### Activity
Check each line of the records for "bool"; collect those that have it.

### Source records
§
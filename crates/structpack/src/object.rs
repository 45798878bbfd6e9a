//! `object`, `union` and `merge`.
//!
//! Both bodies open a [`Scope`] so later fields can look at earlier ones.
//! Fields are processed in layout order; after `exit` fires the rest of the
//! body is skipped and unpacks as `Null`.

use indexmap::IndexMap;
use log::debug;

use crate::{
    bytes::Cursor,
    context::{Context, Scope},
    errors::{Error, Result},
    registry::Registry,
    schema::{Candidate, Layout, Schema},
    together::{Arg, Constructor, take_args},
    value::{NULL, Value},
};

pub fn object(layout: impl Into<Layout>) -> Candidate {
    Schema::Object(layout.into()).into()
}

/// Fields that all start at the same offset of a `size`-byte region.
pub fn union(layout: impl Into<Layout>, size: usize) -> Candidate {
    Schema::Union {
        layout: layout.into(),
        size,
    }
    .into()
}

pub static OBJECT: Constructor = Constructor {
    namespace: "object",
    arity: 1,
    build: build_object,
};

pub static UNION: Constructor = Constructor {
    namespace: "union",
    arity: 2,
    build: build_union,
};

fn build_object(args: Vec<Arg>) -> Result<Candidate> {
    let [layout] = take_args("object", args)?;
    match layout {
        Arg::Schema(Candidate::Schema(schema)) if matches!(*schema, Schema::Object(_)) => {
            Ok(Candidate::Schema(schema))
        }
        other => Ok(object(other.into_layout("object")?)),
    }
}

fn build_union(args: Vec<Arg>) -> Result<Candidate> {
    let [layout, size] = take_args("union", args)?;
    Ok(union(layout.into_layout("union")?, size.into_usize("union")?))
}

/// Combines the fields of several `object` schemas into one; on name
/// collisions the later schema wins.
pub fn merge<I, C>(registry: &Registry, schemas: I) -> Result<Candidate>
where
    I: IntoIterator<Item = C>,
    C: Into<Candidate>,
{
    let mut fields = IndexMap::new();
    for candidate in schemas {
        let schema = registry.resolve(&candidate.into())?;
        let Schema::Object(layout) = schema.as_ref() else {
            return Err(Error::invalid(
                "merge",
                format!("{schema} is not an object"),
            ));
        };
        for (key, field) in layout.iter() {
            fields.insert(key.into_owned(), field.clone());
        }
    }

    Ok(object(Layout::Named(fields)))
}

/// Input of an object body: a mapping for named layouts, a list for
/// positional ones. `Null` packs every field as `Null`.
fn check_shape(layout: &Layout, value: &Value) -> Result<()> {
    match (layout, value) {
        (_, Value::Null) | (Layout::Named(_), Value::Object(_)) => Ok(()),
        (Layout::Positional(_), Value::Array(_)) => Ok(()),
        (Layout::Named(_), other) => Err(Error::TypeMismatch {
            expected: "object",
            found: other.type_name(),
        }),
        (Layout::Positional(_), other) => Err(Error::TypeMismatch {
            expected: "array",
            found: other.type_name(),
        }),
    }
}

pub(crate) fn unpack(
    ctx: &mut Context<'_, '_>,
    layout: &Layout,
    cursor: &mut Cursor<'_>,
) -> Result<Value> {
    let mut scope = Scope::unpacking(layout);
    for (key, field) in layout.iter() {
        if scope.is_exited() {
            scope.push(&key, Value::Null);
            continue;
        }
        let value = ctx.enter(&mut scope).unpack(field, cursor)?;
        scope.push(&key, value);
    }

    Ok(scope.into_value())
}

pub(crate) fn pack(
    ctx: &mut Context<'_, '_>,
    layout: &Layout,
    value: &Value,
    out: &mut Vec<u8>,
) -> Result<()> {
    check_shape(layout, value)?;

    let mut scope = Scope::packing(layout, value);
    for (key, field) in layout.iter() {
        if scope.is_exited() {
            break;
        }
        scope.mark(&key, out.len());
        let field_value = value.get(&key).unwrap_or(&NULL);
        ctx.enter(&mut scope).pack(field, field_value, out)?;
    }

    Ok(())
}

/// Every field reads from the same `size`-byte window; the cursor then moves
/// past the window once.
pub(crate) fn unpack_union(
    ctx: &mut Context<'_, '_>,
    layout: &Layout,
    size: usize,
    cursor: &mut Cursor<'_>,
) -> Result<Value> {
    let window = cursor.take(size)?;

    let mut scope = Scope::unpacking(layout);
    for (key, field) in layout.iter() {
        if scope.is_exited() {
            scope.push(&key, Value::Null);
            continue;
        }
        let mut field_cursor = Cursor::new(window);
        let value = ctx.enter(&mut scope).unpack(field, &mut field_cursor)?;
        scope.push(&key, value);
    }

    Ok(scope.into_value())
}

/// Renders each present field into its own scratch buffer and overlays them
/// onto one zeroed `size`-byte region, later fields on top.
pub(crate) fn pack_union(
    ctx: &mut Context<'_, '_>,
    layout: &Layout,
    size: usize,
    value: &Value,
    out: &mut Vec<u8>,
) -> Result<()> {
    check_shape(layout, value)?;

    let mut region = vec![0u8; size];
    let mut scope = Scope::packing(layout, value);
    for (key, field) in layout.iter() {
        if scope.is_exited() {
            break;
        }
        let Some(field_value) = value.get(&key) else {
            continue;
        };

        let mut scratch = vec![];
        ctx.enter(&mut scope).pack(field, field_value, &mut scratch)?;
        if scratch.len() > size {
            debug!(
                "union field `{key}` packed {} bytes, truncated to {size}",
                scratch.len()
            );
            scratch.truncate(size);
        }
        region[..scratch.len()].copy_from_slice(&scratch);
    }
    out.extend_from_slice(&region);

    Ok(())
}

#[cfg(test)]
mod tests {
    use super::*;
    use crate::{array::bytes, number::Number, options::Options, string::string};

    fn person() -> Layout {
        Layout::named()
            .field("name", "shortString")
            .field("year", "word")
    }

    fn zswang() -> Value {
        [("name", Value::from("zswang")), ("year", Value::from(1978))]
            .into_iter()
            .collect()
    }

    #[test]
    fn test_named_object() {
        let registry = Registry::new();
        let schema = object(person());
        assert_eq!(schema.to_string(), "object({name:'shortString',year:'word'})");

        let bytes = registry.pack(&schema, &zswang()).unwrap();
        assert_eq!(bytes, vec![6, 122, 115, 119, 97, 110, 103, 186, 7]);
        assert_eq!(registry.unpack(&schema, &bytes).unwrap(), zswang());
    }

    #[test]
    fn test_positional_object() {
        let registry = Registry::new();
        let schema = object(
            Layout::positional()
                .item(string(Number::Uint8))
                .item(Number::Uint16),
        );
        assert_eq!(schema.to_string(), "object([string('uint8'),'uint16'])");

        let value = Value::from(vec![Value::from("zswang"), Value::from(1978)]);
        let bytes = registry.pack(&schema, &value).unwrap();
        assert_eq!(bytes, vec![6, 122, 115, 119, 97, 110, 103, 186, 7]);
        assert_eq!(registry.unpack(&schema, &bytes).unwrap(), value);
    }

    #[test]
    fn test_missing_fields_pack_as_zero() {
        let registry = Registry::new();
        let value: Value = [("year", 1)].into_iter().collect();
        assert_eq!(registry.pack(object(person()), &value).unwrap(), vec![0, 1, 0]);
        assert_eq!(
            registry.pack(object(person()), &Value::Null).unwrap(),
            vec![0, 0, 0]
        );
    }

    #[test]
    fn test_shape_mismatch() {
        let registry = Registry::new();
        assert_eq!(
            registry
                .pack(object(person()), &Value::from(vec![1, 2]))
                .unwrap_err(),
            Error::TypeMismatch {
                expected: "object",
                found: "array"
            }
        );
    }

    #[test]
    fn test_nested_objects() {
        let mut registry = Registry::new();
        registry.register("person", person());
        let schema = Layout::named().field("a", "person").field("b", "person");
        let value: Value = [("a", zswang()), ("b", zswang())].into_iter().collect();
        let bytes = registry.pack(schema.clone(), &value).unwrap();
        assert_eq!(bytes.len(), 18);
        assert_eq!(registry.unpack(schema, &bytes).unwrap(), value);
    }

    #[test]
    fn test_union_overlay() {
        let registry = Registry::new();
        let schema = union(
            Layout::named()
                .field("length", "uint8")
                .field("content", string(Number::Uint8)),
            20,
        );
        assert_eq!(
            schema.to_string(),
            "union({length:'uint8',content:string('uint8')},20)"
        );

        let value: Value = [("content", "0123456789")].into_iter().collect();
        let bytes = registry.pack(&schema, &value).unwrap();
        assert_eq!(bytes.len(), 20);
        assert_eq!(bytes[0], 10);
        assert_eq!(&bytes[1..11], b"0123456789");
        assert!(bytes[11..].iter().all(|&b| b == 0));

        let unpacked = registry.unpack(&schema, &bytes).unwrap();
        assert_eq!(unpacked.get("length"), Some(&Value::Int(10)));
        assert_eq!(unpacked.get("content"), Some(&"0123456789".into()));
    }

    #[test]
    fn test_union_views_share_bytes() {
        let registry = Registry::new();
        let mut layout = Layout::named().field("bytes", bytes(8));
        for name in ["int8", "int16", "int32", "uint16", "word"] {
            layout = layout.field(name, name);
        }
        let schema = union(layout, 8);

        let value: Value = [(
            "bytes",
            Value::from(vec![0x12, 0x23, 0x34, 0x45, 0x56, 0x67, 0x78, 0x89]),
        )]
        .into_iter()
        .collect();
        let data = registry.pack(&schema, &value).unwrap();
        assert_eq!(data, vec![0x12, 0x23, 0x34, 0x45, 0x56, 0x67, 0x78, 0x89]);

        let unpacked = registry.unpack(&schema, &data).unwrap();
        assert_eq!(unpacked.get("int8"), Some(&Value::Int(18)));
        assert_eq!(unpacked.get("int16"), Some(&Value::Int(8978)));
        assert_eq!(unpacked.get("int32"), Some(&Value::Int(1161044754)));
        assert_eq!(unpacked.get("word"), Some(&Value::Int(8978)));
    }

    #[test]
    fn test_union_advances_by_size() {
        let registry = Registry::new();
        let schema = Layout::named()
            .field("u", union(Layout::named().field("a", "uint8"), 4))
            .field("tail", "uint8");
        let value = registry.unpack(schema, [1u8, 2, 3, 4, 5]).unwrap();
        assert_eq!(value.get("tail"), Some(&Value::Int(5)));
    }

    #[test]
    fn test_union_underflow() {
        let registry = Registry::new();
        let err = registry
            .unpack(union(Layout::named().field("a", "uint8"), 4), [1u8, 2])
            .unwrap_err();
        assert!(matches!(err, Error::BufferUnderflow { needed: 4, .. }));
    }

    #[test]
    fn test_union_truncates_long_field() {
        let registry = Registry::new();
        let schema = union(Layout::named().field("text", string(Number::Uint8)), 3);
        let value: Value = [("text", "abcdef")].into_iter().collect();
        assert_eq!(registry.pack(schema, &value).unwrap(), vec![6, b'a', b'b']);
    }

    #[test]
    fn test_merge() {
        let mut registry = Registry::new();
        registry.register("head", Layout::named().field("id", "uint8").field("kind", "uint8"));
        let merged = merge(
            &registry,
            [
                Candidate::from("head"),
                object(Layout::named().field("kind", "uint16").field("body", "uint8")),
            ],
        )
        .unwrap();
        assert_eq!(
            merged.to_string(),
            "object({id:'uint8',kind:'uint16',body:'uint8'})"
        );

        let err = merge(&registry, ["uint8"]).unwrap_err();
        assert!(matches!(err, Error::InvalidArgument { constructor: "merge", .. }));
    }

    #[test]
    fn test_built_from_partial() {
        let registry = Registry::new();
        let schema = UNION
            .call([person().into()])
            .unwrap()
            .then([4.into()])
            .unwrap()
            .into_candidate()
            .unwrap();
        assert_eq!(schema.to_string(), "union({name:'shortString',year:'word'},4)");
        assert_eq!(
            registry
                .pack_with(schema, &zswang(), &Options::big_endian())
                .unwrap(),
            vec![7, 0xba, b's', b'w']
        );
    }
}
§
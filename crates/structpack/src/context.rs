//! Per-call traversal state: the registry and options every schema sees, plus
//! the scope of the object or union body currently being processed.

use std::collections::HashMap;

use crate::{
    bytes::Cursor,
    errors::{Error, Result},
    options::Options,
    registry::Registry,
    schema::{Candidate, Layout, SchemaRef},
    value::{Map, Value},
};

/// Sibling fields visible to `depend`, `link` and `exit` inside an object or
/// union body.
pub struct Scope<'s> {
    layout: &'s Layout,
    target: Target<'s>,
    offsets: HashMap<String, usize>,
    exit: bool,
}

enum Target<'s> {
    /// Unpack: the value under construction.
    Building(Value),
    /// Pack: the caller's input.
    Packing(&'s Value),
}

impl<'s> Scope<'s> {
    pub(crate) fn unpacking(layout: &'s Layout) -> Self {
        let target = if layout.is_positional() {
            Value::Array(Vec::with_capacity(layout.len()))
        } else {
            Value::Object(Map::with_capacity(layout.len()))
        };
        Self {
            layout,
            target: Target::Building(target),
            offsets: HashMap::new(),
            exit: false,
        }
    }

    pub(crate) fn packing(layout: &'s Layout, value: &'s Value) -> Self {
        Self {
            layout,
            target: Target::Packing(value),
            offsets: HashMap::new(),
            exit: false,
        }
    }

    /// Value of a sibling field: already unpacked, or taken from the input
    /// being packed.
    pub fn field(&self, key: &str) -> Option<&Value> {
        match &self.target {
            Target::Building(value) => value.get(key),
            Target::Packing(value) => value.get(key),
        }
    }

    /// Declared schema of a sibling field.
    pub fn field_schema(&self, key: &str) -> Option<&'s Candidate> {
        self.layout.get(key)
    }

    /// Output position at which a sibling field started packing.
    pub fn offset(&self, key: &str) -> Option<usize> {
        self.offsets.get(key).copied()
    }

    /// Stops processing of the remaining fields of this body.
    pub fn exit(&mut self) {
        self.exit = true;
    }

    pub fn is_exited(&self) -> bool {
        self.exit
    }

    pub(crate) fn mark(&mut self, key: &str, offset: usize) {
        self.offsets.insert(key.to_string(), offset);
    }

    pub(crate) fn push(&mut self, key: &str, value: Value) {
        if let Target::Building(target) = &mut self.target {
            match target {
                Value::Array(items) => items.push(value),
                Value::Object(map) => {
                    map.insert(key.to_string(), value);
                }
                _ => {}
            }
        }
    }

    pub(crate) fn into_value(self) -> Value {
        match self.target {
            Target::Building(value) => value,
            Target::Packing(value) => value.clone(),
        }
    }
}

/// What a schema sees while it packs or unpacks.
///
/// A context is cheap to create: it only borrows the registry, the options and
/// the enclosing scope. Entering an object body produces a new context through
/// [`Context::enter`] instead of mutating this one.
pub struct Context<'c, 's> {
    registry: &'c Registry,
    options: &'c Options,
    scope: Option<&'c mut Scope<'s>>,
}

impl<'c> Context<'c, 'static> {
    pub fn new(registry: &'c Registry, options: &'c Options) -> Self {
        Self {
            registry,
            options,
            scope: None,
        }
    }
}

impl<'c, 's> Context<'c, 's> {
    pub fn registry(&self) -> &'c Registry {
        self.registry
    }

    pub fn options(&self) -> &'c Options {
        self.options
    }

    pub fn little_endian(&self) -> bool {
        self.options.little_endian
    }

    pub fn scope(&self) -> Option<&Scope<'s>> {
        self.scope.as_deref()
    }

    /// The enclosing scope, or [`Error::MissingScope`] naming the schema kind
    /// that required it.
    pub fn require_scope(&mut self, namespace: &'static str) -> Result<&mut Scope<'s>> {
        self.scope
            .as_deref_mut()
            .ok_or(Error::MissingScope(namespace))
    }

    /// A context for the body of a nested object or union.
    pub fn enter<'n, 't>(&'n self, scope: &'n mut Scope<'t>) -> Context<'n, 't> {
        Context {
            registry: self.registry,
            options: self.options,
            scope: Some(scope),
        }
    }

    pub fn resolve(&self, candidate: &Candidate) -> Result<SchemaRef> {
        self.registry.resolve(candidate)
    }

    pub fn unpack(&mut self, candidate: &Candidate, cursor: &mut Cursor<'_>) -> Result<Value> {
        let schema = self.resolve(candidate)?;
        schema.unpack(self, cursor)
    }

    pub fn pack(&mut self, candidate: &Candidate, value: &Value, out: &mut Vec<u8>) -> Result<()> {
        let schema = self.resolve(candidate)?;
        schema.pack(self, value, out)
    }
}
§
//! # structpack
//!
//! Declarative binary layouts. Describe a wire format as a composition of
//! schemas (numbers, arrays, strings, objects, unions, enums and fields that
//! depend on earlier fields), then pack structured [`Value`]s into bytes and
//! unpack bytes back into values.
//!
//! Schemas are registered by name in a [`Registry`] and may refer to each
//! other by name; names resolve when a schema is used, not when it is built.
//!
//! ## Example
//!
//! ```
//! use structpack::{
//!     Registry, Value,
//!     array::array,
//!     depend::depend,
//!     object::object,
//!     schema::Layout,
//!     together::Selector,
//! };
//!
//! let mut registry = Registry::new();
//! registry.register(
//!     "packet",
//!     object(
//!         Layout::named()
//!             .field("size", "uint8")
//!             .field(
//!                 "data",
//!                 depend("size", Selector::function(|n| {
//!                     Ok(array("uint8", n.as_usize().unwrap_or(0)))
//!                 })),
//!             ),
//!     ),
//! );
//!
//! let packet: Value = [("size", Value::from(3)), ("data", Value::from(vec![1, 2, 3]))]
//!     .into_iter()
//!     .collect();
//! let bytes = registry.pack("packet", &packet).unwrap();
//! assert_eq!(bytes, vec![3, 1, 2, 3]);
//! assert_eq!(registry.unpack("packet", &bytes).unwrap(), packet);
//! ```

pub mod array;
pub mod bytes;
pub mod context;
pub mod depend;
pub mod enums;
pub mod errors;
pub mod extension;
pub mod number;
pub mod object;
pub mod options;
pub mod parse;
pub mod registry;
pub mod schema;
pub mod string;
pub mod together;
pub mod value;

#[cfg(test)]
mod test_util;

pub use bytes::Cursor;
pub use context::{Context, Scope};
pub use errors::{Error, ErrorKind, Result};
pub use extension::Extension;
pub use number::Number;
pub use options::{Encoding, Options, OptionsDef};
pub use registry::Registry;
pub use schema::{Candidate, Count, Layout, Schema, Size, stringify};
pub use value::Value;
§
### Solution for this task
    exit: bool,
    pub fn is_exited(&self) -> bool {
    pub fn little_endian(&self) -> bool {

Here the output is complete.